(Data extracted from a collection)
******************************

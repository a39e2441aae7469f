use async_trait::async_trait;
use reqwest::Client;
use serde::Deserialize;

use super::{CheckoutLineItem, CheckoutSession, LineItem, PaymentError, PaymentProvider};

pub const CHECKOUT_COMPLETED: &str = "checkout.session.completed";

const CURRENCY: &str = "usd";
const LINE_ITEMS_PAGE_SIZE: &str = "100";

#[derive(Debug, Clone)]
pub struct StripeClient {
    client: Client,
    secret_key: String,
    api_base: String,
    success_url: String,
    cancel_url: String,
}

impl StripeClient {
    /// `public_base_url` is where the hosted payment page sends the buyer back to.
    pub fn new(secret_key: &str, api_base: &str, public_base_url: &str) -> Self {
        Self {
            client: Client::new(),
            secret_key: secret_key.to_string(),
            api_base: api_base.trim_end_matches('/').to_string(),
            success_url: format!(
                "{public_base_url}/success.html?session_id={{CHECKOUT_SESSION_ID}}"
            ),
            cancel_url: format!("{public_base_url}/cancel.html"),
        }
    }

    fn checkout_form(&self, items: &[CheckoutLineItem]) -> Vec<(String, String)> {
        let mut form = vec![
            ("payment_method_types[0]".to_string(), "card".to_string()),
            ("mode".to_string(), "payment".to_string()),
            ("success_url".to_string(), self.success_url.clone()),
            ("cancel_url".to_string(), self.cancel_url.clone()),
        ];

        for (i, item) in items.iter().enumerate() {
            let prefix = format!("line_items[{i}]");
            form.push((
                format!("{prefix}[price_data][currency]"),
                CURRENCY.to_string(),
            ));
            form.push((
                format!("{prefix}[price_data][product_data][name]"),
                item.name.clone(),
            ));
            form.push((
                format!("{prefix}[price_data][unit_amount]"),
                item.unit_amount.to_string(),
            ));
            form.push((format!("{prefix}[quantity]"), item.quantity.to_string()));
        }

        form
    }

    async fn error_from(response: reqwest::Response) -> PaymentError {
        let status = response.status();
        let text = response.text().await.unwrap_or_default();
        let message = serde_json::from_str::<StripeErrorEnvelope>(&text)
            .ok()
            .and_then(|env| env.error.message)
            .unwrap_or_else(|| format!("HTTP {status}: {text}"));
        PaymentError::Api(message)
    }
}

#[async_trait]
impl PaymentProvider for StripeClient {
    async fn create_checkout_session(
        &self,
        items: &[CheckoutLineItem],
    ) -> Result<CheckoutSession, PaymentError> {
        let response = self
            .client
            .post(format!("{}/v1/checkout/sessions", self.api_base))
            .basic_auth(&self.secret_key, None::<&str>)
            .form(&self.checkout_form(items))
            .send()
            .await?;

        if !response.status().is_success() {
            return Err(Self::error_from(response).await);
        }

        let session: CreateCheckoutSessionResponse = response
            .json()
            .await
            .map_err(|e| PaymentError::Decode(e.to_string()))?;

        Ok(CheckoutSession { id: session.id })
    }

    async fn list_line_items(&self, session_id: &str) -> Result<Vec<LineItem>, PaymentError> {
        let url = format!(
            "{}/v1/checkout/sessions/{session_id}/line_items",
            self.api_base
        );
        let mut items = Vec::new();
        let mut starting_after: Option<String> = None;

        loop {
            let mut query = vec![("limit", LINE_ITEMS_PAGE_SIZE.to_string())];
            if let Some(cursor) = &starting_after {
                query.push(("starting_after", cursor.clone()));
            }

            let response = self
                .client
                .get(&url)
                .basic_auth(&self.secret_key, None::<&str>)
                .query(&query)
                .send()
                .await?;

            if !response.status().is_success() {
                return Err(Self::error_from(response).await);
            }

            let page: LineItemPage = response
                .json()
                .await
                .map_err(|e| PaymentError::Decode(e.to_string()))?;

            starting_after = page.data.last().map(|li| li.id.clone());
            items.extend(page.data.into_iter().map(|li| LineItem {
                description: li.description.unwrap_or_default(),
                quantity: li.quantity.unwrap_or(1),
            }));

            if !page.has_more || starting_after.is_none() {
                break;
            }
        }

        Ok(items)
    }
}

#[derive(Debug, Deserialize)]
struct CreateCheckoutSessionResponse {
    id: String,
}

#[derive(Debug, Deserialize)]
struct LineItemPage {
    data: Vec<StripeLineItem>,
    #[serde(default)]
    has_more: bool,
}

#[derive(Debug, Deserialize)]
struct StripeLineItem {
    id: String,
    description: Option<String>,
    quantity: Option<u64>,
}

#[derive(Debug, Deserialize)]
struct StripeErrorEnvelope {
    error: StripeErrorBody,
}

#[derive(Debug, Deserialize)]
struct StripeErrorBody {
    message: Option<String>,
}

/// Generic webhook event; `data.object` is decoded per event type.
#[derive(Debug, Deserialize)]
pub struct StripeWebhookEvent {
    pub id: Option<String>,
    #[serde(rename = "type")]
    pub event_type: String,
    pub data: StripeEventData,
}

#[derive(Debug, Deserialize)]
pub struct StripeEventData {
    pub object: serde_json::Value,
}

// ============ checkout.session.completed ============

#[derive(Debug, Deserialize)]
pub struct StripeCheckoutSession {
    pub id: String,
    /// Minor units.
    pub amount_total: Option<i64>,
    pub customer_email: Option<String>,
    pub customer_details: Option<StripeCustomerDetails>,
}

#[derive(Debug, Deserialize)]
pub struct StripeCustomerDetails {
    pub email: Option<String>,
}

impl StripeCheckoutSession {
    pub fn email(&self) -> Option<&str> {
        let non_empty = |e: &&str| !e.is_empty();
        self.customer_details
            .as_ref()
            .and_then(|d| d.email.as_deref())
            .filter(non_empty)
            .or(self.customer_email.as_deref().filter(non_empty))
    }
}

******************************

Repeat every line exactly, starting with the first line of the entries, and stop once the line containing "public_base_url: &str) ->" has been given.

* [Exercise output]:
repository a39e2441aae7469f
use async_trait::async_trait;
use reqwest::Client;
use serde::Deserialize;

use super::{CheckoutLineItem, CheckoutSession, LineItem, PaymentError, PaymentProvider};

pub const CHECKOUT_COMPLETED: &str = "checkout.session.completed";

const CURRENCY: &str = "usd";
const LINE_ITEMS_PAGE_SIZE: &str = "100";

#[derive(Debug, Clone)]
pub struct StripeClient {
    client: Client,
    secret_key: String,
    api_base: String,
    success_url: String,
    cancel_url: String,
}

impl StripeClient {
    /// `public_base_url` is where the hosted payment page sends the buyer back to.
    pub fn new(secret_key: &str, api_base: &str, public_base_url: &str) -> Self {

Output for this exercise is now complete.